There is also an input / output station with a conveyor to allow raw material to enter the system for storage and to be retrieved when needed.
Material movement within the store is effected by a 3-axis CNC, rail-guided stacker crane fitted with telescopic forks for pallet handling.
The main window in the control displays a mimic of the entire system and uses colours and icons to advise the real-time status of all the system elements.
The FMS achieves high utilisation of the 12,000 rev/min spindles under unmanned running conditions by virtue of Fastems' Windows-based MMS (manufacturing management system) control software.
Its core tasks are scheduling of automatic pallet transfers between the loading station and the machine tools, input and output of raw material as required, and control of the stacker crane.
Production order data and part programs are downloaded automatically from SPS Aerostructures' host system into the FMS control and order information is transferred back after completion of the machining cycles.

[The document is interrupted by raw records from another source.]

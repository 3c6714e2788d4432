//! 输出目录管理模块
//!
//! # 设计思路
//!
//! 统一管理源图片与两个输出目录（`public/`、`public/icons/`）的路径，
//! 并在目录不存在时自动创建。
//!
//! # 实现思路
//!
//! - 所有路径都从一个基准目录推导，入口以当前工作目录作为基准。
//! - 目录创建使用 `create_dir_all`，重复调用无副作用。
//! - 所有可能失败的操作均返回 `Result`，不使用 `expect()` / `unwrap()`。

use std::fs;
use std::path::{Path, PathBuf};

use crate::error::AppError;

/// 源图片文件名
pub const SOURCE_FILE_NAME: &str = "Logo.jpg";
/// favicon / apple-touch-icon 所在目录
pub const PUBLIC_DIR_NAME: &str = "public";
/// PWA 图标所在目录（位于 `public/` 之下）
pub const ICONS_DIR_NAME: &str = "icons";

/// 一次生成所涉及的全部路径
#[derive(Debug, Clone, PartialEq, Eq)]
pub struct OutputLayout {
    pub source: PathBuf,
    pub icons_dir: PathBuf,
    pub public_dir: PathBuf,
}

impl OutputLayout {
    /// 以 `base_dir` 为根推导默认布局：
    /// `<base>/Logo.jpg`、`<base>/public/icons/`、`<base>/public/`
    pub fn from_base_dir(base_dir: &Path) -> Self {
        let public_dir = base_dir.join(PUBLIC_DIR_NAME);
        Self {
            source: base_dir.join(SOURCE_FILE_NAME),
            icons_dir: public_dir.join(ICONS_DIR_NAME),
            public_dir,
        }
    }
}

/// 确保目录存在（不存在时创建，已存在时不做任何事）
pub fn ensure_dir(path: &Path) -> Result<(), AppError> {
    if path.is_dir() {
        return Ok(());
    }

    fs::create_dir_all(path).map_err(|e| {
        AppError::Storage(format!("创建目录 '{}' 失败: {}", path.display(), e))
    })
}

/// 将产物字节写入 `dir/file_name`，已存在时覆盖
pub fn write_artifact(dir: &Path, file_name: &str, bytes: &[u8]) -> Result<PathBuf, AppError> {
    let path = dir.join(file_name);
    fs::write(&path, bytes)?;
    Ok(path)
}
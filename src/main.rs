//! # 圆角图标生成工具 — 命令入口
//!
//! 以当前工作目录为基准读取 `Logo.jpg`，生成到 `public/` 与 `public/icons/`。
//! 业务逻辑分布在各子模块中，详见 `lib.rs` 架构文档。

use std::process::ExitCode;

use rounded_icons::generate_all;
use rounded_icons::storage::OutputLayout;

fn main() -> ExitCode {
    env_logger::Builder::from_env(env_logger::Env::default().default_filter_or("info")).init();

    let base_dir = match std::env::current_dir() {
        Ok(dir) => dir,
        Err(err) => {
            log::error!("❌ 无法获取当前工作目录: {err}");
            return ExitCode::FAILURE;
        }
    };

    let layout = OutputLayout::from_base_dir(&base_dir);

    match generate_all(&layout.source, &layout.icons_dir, &layout.public_dir) {
        Ok(report) => {
            log::info!(
                "🎉 所有图标已生成：{} 个文件，共 {:.1} KB",
                report.len(),
                report.total_bytes() as f64 / 1024.0
            );
            ExitCode::SUCCESS
        }
        Err(err) => {
            log::error!("❌ 图标生成失败: {err}");
            ExitCode::FAILURE
        }
    }
}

Operators effectively work in a paperless environment, as set-up sheets, tooling data and special setting notes or photographs are stored electronically.
When a pallet is sent from a loading station into the FMS, a route is assigned to it and the system automatically controls the defined sequence of steps and ensures that the correct NC program is sent by DNC and instigated when the pallet reaches a machine.
The software uses an algorithm to schedule pallet transfers so that idle time of the Matsuura machines is minimised.
Should the next machine not be available for any reason, for example it already contains a pallet or required tooling is not in place, the pallet is taken to a storage position until a destination becomes available.
The MMS log lists all events, warnings and alarms and there is a modem connection for remote diagnostics.
An integral tool management module within MMS holds and manages all tool data in the magazines and outside of the machines, including length and radius offsets and remaining life.
Tooling data is sent to and from the machines automatically, as tools are tracked throughout the entire FMS using a unique identifier held on a Balluff chip attached to each tool.
A Zoller tool pre-setter has been integrated into the system.
Matsuura specified the machines with powerful spindles capable of high metal removal rates in order to keep cycle times short even when relatively low feed rates are used, which is frequently dictated by milling of small pockets that characterise this type of aerospace work.
Additionally, the geometric accuracy of the machines has eliminated the need, in certain instances, for secondary jig boring operations.
Consistent with the requirement for unmanned running, probes check that billets are loaded correctly, laser detection of broken tools is installed and all machines are fitted with comprehensive coolant and swarf management solutions, which are linked to a central swarf removal system feeding skips located outside the building.